Three Eyed Snake Found In The Northern Territory
Australia is known for it's scary animals and insects that could probably collectively kill all humans on the planet with their strength or venom.
Thankfully the majority of those hellish things are in the outback or in places that humans might not often be. Plus, there's the old adage saying that 'they're more scared of you than you are of them'.
Yeah right, tell that to the people who found a goddamn three-eyed snake in the Northern Territory.
That's right, forget the Three-Eyed Raven from Game of Thrones, this little beauty was discovered on the Arnhem Highway near Humpty Doo (yes that's an actual place) which is near Darwin.
The Northern Territory Parks and Wildlife posted on Facebook a few pictures of the devilish creature, adding: "The snake is peculiar as an x-ray revealed it was not two separate heads forged together, rather it appeared to be one skull with an additional eye socket and three functioning eyes.
"It was generally agreed that the eye likely developed very early during the embryonic stage of development.
"It is extremely unlikely that this is from environmental factors and is almost certainly a natural occurrence as malformed reptiles are relatively common."
Well, this is deeply unsettling.
It's a carpet python that was around 40 centimetres when discovered in March, according to Yahoo News.

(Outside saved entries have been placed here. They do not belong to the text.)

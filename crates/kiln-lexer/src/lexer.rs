//! Core Kiln lexer: converts source text to a token stream.
//!
//! - String interpolation with `${expr}` via a mode stack
//! - Single-line comments stripped (`//`)
//! - Block comments rejected (`/* */`) with K104
//! - Error recovery: every malformed lexeme becomes a diagnostic, and
//!   scanning continues with the next character
//! - Newline-separated statements (no semicolons)

use kiln_types::{Diagnostic, DiagnosticCode, Diagnostics, SourceFile, Span, MAX_ERRORS};

use crate::token::{Token, TokenKind};

/// Lexer mode: scanning code, string text, or an interpolated expression.
#[derive(Debug, Clone, Copy, PartialEq, Eq)]
enum Mode {
    Normal,
    /// Inside a string literal, scanning text until `"` or `${`.
    String,
    /// Inside `${...}`. `brace_depth` counts nested `{` so the closing
    /// `}` of the interpolation can be told apart.
    Interpolation { brace_depth: u32 },
}

/// The Kiln lexer.
pub struct Lexer<'src> {
    source: &'src [u8],
    source_file: &'src SourceFile,
    pos: usize,
    /// 1-based.
    line: u32,
    /// 1-based, counted in characters.
    col: u32,
    diagnostics: Diagnostics,
    mode_stack: Vec<Mode>,
    /// Tokens to emit before the next scan (used for interpolation).
    pending: Vec<Token>,
}

/// Result of lexing: tokens + any diagnostics collected.
pub struct LexResult {
    /// The token stream (always ends with [`TokenKind::Eof`]).
    pub tokens: Vec<Token>,
    pub diagnostics: Diagnostics,
}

But before you grab your fire and pitchforks, it's our sad duty to reveal that the snake died shortly after it was picked up.
Ranger Ray Chatto told NT News: "It's remarkable it was able to survive so long in the wild with its deformity, and he was struggling to feed before he died last week."
The snake's body is now being kept at the CSIRO centre in Darwin.
Interestingly, scientists have noticed that 'super snakes' are on the rise. We're not talking Marvel 'super' or two heads type of snakes, but a bit of crossbreeding between species, causing hybrids not seen before.
US Geological Survey researchers were studying the invasive Burmese python - which has been reproducing in the Florida Everglades for nearly four decades, not to mention slowly decimating the population of small mammals in the area - they discovered that some of the snakes tested contained both Burmese and Indian python DNA.
What this means is that the apparent mixed-DNA snakes have the potential to become a super snake, adaptable to multiple terrains - ideal really.
The Indian pythons like high, dry ground, while Burmese pythons are swamp-dwellers, so the 'super snakes' would be quite comfortable anywhere.